Una vez más, ¿qué tuvo de excepcional el imperialismo estadounidense inaugurado en 1898 a partir de la guerra hispano-cubano-estadounidense? A juzgar por los resultados, ubicó a Estados Unidos como potencia mundial, a partir de la obtención de nuevos mercados para mercaderías y finanzas que sirvieran como válvula de escape del capitalismo monopólico ante las recurrentes crisis de sobreproducción. También Estados Unidos se convirtió en árbitro necesario de la diplomacia mundial, y su ejército en gendarme de sus intereses económicos. No habría nada excepcional en este punto.
Tampoco resulta excepcional si se tiene en cuenta la continuidad de la dinámica expansionista de un estado que, una vez cerrada la frontera interna en la década de 1890, volvió su mirada hacia la frontera externa. Esto fue señalado por Thomas R. Hietala, quien ubica el origen del expansionismo en la era jacksoniana, cuando los sectores dirigentes creían que los Estados Unidos podrían expandirse rápidamente sin caer en las prácticas que habían debilitado a los imperios tradicionales (1985: 177). Por su parte, Philip S. Foner interpretó la continuidad del expansionismo estadounidense de fines del siglo XIX del siguiente modo: “Con la guerra con España, las fuerzas en desarrollo del imperialismo norteamericano maduraron. El ‘nacimiento’ fue, así, el producto de un largo período de gestación” (1972, vol. 1: 11).

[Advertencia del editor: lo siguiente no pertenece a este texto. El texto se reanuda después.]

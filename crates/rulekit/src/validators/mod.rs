//! Built-in rule primitives
//!
//! - **Bounds**: [`Min`], [`Max`], [`InRange`]
//! - **Membership**: [`OneOf`]
//! - **Text**: [`Pattern`]

pub mod pattern;
pub mod range;
pub mod set;

pub use pattern::{Pattern, pattern, pattern_with};
pub use range::{InRange, Max, Min, in_range, max, min};
pub use set::{OneOf, one_of};
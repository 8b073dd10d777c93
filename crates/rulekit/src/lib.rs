//! # rulekit
//!
//! Composable, type-safe validation rules.
//!
//! A rule checks one value and returns `Ok(())` or a [`ValidationError`]
//! naming the offending value and the constraint it broke. Rules are
//! immutable, cheap to share, and compose into larger rules.
//!
//! ## Quick Start
//!
//! ```
//! use rulekit::prelude::*;
//!
//! // two disjoint ranges: [10, 16] or [56, 67]
//! let rule = chain_any([in_range(10_i16, 16), in_range(56, 67)]);
//! assert!(rule.validate(&12).is_ok());
//! assert!(rule.validate(&60).is_ok());
//!
//! let err = rule.validate(&20).unwrap_err();
//! assert_eq!(err.code, "any_failed");
//! assert_eq!(err.nested.len(), 2);
//!
//! // element-wise over a slice
//! let readings = min(10_u32).each();
//! assert_eq!(
//!     readings.validate(&[9, 10, 6, 14]).unwrap_err().message,
//!     "value at index 0: 9 is less than the minimum of 10"
//! );
//! ```
//!
//! ## Creating Rules
//!
//! Use the [`validator!`] macro for zero-boilerplate rules, [`from_fn`]
//! for one-off closures, or implement [`Validate`] manually.
//!
//! ## Built-in Rules
//!
//! - **Bounds**: [`Min`](validators::Min), [`Max`](validators::Max),
//!   [`InRange`](validators::InRange)
//! - **Membership**: [`OneOf`](validators::OneOf)
//! - **Text**: [`Pattern`](validators::Pattern), configured by
//!   [`PatternConfig`](config::PatternConfig)
//!
//! ## Combinators
//!
//! - [`ChainAll`](combinators::ChainAll) / `.and()` - every rule, first failure wins
//! - [`ChainAny`](combinators::ChainAny) / `.or()` - any rule, failures aggregated
//! - [`Each`](combinators::Each) / `.each()` - every element of a slice
//! - [`Logged`](combinators::Logged) / `.logged()` - `tracing` event per application
//!
//! [`ValidationError`]: foundation::ValidationError
//! [`Validate`]: foundation::Validate
//! [`from_fn`]: combinators::from_fn

// ValidationError is returned by value from every rule; boxing it would add
// an allocation to every failure.
#![allow(clippy::result_large_err)]
// Nested combinators (And<Or<..>, Each<..>>) produce long types by construction.
#![allow(clippy::type_complexity)]

pub mod combinators;
pub mod config;
pub mod foundation;
mod macros;
pub mod prelude;
pub mod validators;
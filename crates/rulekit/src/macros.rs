//! Macros for declaring rules with minimal boilerplate.
//!
//! - [`validator!`] - declare a rule (struct + `Validate` impl + factory fn)
//! - [`compose!`] - AND-chain rules of different types
//! - [`any_of!`] - OR-chain rules of different types

// ============================================================================
// VALIDATOR MACRO
// ============================================================================

/// Declares a rule: struct definition, `new` constructor, `Validate`
/// implementation routed through [`ensure_with`](crate::foundation::ensure_with),
/// and an optional factory function.
///
/// `#[derive(Debug, Clone)]` is always applied. Add extra derives via `#[derive(...)]`.
///
/// **Struct with fields**:
/// ```
/// use rulekit::validator;
/// use rulekit::foundation::{Validate, ValidationError};
///
/// validator! {
///     #[derive(Copy, PartialEq, Eq, Hash)]
///     pub MaxLen { max: usize } for str;
///     rule(self, input) { input.len() <= self.max }
///     error(self, input) {
///         ValidationError::new("max_len", format!("{input:?} is longer than {}", self.max))
///     }
///     fn max_len(max: usize);
/// }
///
/// assert!(max_len(3).validate("abc").is_ok());
/// assert!(MaxLen::new(2).validate("abc").is_err());
/// ```
///
/// **Generic rule** (bounds must be plain identifiers in scope):
/// ```
/// use rulekit::validator;
/// use rulekit::foundation::{Numeric, Validate, ValidationError};
///
/// validator! {
///     pub Above<T: Numeric> { bound: T } for T;
///     rule(self, input) { *input > self.bound }
///     error(self, input) {
///         ValidationError::new("above", format!("{input} is not above {}", self.bound))
///     }
///     fn above(bound: T);
/// }
///
/// assert!(above(1.5).validate(&2.0).is_ok());
/// ```
#[macro_export]
macro_rules! validator {
    // ── Struct with fields + factory fn ──────────────────────────────────
    (
        $(#[$meta:meta])*
        $vis:vis $name:ident { $($field:ident: $fty:ty),+ $(,)? } for $input:ty;
        rule($self_:ident, $inp:ident) $rule:block
        error($self2:ident, $einp:ident) $err:block
        fn $factory:ident($($farg:ident: $faty:ty),* $(,)?);
    ) => {
        $crate::validator! {
            $(#[$meta])*
            $vis $name { $($field: $fty),+ } for $input;
            rule($self_, $inp) $rule
            error($self2, $einp) $err
        }

        #[must_use]
        $vis fn $factory($($farg: $faty),*) -> $name {
            $name::new($($farg),*)
        }
    };

    // ── Struct with fields, no factory ───────────────────────────────────
    (
        $(#[$meta:meta])*
        $vis:vis $name:ident { $($field:ident: $fty:ty),+ $(,)? } for $input:ty;
        rule($self_:ident, $inp:ident) $rule:block
        error($self2:ident, $einp:ident) $err:block
    ) => {
        $(#[$meta])*
        #[derive(Debug, Clone)]
        $vis struct $name {
            $(pub $field: $fty,)+
        }

        impl $name {
            #[must_use]
            pub fn new($($field: $fty),+) -> Self {
                Self { $($field),+ }
            }
        }

        impl $crate::foundation::Validate for $name {
            type Input = $input;

            #[allow(unused_variables)]
            fn validate(&$self_, $inp: &Self::Input) -> Result<(), $crate::foundation::ValidationError> {
                $crate::foundation::ensure_with($rule, || {
                    let $einp = $inp;
                    $err
                })
            }
        }
    };

    // ── Generic struct + factory fn ──────────────────────────────────────
    (
        $(#[$meta:meta])*
        $vis:vis $name:ident<$param:ident: $first_bound:ident $(+ $rest_bound:ident)*>
            { $($field:ident: $fty:ty),+ $(,)? } for $input:ty;
        rule($self_:ident, $inp:ident) $rule:block
        error($self2:ident, $einp:ident) $err:block
        fn $factory:ident($($farg:ident: $faty:ty),* $(,)?);
    ) => {
        $crate::validator! {
            $(#[$meta])*
            $vis $name<$param: $first_bound $(+ $rest_bound)*>
                { $($field: $fty),+ } for $input;
            rule($self_, $inp) $rule
            error($self2, $einp) $err
        }

        #[must_use]
        $vis fn $factory<$param: $first_bound $(+ $rest_bound)*>($($farg: $faty),*) -> $name<$param> {
            $name::new($($farg),*)
        }
    };

    // ── Generic struct, no factory ───────────────────────────────────────
    (
        $(#[$meta:meta])*
        $vis:vis $name:ident<$param:ident: $first_bound:ident $(+ $rest_bound:ident)*>
            { $($field:ident: $fty:ty),+ $(,)? } for $input:ty;
        rule($self_:ident, $inp:ident) $rule:block
        error($self2:ident, $einp:ident) $err:block
    ) => {
        $(#[$meta])*
        #[derive(Debug, Clone)]
        $vis struct $name<$param> {
            $(pub $field: $fty,)+
        }

        impl<$param: $first_bound $(+ $rest_bound)*> $name<$param> {
            #[must_use]
            pub fn new($($field: $fty),+) -> Self {
                Self { $($field),+ }
            }
        }

        impl<$param: $first_bound $(+ $rest_bound)*> $crate::foundation::Validate for $name<$param> {
            type Input = $input;

            #[allow(unused_variables)]
            fn validate(&$self_, $inp: &Self::Input) -> Result<(), $crate::foundation::ValidationError> {
                $crate::foundation::ensure_with($rule, || {
                    let $einp = $inp;
                    $err
                })
            }
        }
    };
}

// ============================================================================
// COMPOSE MACRO
// ============================================================================

/// Composes rules of different types using AND logic.
///
/// Folds to the left, `a.and(b).and(c)`, so rules run in the order written.
/// Needs [`ValidateExt`](crate::foundation::ValidateExt) in scope.
///
/// ```
/// use rulekit::prelude::*;
///
/// let rule = compose![min(10), max(16)];
/// assert!(rule.validate(&12).is_ok());
/// ```
#[macro_export]
macro_rules! compose {
    ($first:expr) => {
        $first
    };
    ($first:expr, $($rest:expr),+ $(,)?) => {
        $first$(.and($rest))+
    };
}

// ============================================================================
// ANY_OF MACRO
// ============================================================================

/// Composes rules of different types using OR logic.
///
/// Folds to the left, `a.or(b).or(c)`. Each `or` aggregates two branches,
/// so when all of `n > 2` rules fail the error nests: the outer
/// `any_failed` holds the aggregate of the first `n - 1` rules followed by
/// the last rule's failure. Use [`chain_any`](crate::combinators::chain_any)
/// for a flat list. Needs [`ValidateExt`](crate::foundation::ValidateExt)
/// in scope.
///
/// ```
/// use rulekit::prelude::*;
///
/// let rule = any_of![one_of(vec![0]), min(100)];
/// assert!(rule.validate(&0).is_ok());
/// assert!(rule.validate(&150).is_ok());
/// assert!(rule.validate(&50).is_err());
/// ```
#[macro_export]
macro_rules! any_of {
    ($first:expr) => {
        $first
    };
    ($first:expr, $($rest:expr),+ $(,)?) => {
        $first$(.or($rest))+
    };
}

// ============================================================================
// TESTS
// ============================================================================
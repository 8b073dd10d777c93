//! Membership rules

use crate::foundation::{Comparable, ValidationError};

crate::validator! {
    /// Validates that a value equals one of an allowed set.
    ///
    /// Members are compared in order and the first match wins. An empty set
    /// rejects every value.
    ///
    /// # Examples
    ///
    /// ```
    /// use rulekit::validators::one_of;
    /// use rulekit::foundation::Validate;
    ///
    /// let rule = one_of(vec!["hello", "bar", "foo"]);
    /// assert!(rule.validate(&"bar").is_ok());
    /// assert!(rule.validate(&"helloee").is_err());
    /// ```
    #[derive(PartialEq, Eq, Hash)]
    pub OneOf<T: Comparable> { allowed: Vec<T> } for T;
    rule(self, input) { self.allowed.iter().any(|member| member == input) }
    error(self, input) { ValidationError::not_one_of(input, &self.allowed) }
    fn one_of(allowed: Vec<T>);
}

impl<T: Comparable> FromIterator<T> for OneOf<T> {
    fn from_iter<I: IntoIterator<Item = T>>(iter: I) -> Self {
        Self::new(iter.into_iter().collect())
    }
}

El carácter excepcional, para Hietala, radica precisamente en una expansión que es entendida, justificada y estimulada por la contraposición con el modelo imperialista europeo: “Al atacar el engrandecimiento europeo y diferenciarlo del propio, los estadounidenses basaron su fuerte sentido de excepcionalismo y lo combinaron con una definición de su carácter nacional cada vez más estridente y chauvinista” (1985: 177). Lo excepcional encuentra su fundamento, pues, en el terreno de la ideología. En la construcción de un consenso sobre la supuesta superioridad moral de los Estados Unidos a partir de sus valores republicanos fundamentales: la democracia y el despliegue inusitado de la libertad individual. Una libertad cuya expresión más inquietante es, en nuestros días, la vigencia de la segunda enmienda de la Constitución estadounidense sobre “el derecho del pueblo a tener y portar armas” (Boorstin, 1997: 135).
La historiografía conservadora, a través de la escuela patriótica y la escuela del consenso, ha encumbrado la noción de excepcionalismo, colaborando así con la construcción de una identidad nacional cuyos valores se han pretendido universalizar.
Thomas Bender, desde una perspectiva global y crítica del excepcionalismo, destacó su dimensión moral, entendida como una elevada conciencia del bien y del mal, pero a la vez elástica, adaptable, pragmática (2011: 201). También Eric Foner identificó en clave crítica la cualidad excepcional del imperialismo estadounidense: una pretendida potestad de exportar la libertad, recurriendo a prácticas de intervención militares que precisamente niegan la libertad en toda la amplitud del término, sin siquiera “sentir conciencia alguna de contradicción por ello” (1998: 232).
Tal como ha quedado demostrado para el caso de la guerra hispano-cubanoestadounidense, la intervención de los Estados Unidos en la guerra por la libertad de los cubanos terminó por enajenarla por completo. Ello se hizo acudiendo a recursos legales tales como la Enmienda Platt, que rompió con los tradicionales métodos imperialistas de control directo de las poblaciones sometidas. Con todo, los estadounidenses experimentaron esa suerte de dominio durante la ocupación militar entre 1898 y 1902 y se valieron, como sus correligionarios europeos, de una retórica xenófoba para la construcción del consenso imperialista. En 1898, y desde entonces hasta nuestros días, el Gobierno estadounidense se atribuyó el derecho –e incluso la responsabilidad o “misión”– de exportar libertad al mundo entero. Tal vez lo más excepcional del imperialismo sea, entonces, que solo un estadounidense puede formular el imperialismo de este modo, y solo otro puede creerlo. En el resto del mundo “la dominación jamás es benigna” (Pozzi, 2009: 83).